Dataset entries
::::

use crate::engine::StorageEngine;
use std::sync::atomic::{AtomicBool, AtomicU64, Ordering};
use std::sync::{Arc, Weak};
use tokio::sync::Notify;
use tokio::task::JoinHandle;

#[derive(Debug, Default)]
pub struct CompactionStats {
    compactions: AtomicU64,
    entries_kept: AtomicU64,
    entries_dropped: AtomicU64,
    last_run_ms: AtomicU64,
    in_progress: AtomicBool,
}

#[derive(Debug, Clone, Copy, PartialEq, Eq)]
pub struct CompactionStatsSnapshot {
    pub compactions: u64,
    pub entries_kept: u64,
    pub entries_dropped: u64,
    pub last_run_ms: u64,
    pub in_progress: bool,
}

impl CompactionStats {
    pub fn record_run(&self, kept: u64, dropped: u64) {
        self.compactions.fetch_add(1, Ordering::Relaxed);
        self.entries_kept.fetch_add(kept, Ordering::Relaxed);
        self.entries_dropped.fetch_add(dropped, Ordering::Relaxed);
        self.last_run_ms.store(crate::unix_millis(), Ordering::Relaxed);
    }

    pub fn set_in_progress(&self, value: bool) {
        self.in_progress.store(value, Ordering::Relaxed);
    }

    pub fn snapshot(&self) -> CompactionStatsSnapshot {
        CompactionStatsSnapshot {
            compactions: self.compactions.load(Ordering::Relaxed),
            entries_kept: self.entries_kept.load(Ordering::Relaxed),
            entries_dropped: self.entries_dropped.load(Ordering::Relaxed),
            last_run_ms: self.last_run_ms.load(Ordering::Relaxed),
            in_progress: self.in_progress.load(Ordering::Relaxed),
        }
    }
}

/// Background worker that watches the live table count and runs
/// `StorageEngine::compact` when it reaches the configured threshold.
///
/// Holds only a weak engine reference so the engine's lifetime is not
/// extended by its own worker; the loop exits when the engine is gone.
pub struct CompactionWorker {
    handle: JoinHandle<()>,
    trigger: Arc<Notify>,
    shutdown: Arc<Notify>,
}

impl CompactionWorker {
    pub fn start(engine: &Arc<StorageEngine>) -> Self {
        let weak: Weak<StorageEngine> = Arc::downgrade(engine);
        let check_interval = engine.config.compaction_check_interval;
        let threshold = engine.config.compaction_threshold;
        let trigger = Arc::new(Notify::new());
        let shutdown = Arc::new(Notify::new());

        let trigger_rx = Arc::clone(&trigger);
        let shutdown_rx = Arc::clone(&shutdown);
        let handle = tokio::spawn(async move {
            let mut ticker = tokio::time::interval(check_interval);
            // interval fires immediately; swallow the first tick.
            ticker.tick().await;
            loop {
                tokio::select! {
                    _ = ticker.tick() => {}
                    _ = trigger_rx.notified() => {}
                    _ = shutdown_rx.notified() => break,
                }

                let Some(engine) = weak.upgrade() else { break };
                if engine.live_sstable_count().await < threshold {
                    continue;
                }
                match engine.compact().await {
                    Ok(_) => {}
                    // The engine is shutting down; the loop ends on stop().
                    Err(crate::error::SiltError::State(_)) => {}
                    Err(e) => tracing::error!(error = %e, "background compaction failed"),
                }
            }
        });

        Self {
            handle,
            trigger,
            shutdown,
        }
    }

    /// Test hook: run a check now instead of waiting for the timer.
    pub fn trigger(&self) {
        self.trigger.notify_one();
    }

    pub async fn stop(self) {
        self.shutdown.notify_one();
        let _ = self.handle.await;
    }
}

::::

What this task involves
Give only the number of lines in the records that include the word "struct".

Problem solution
3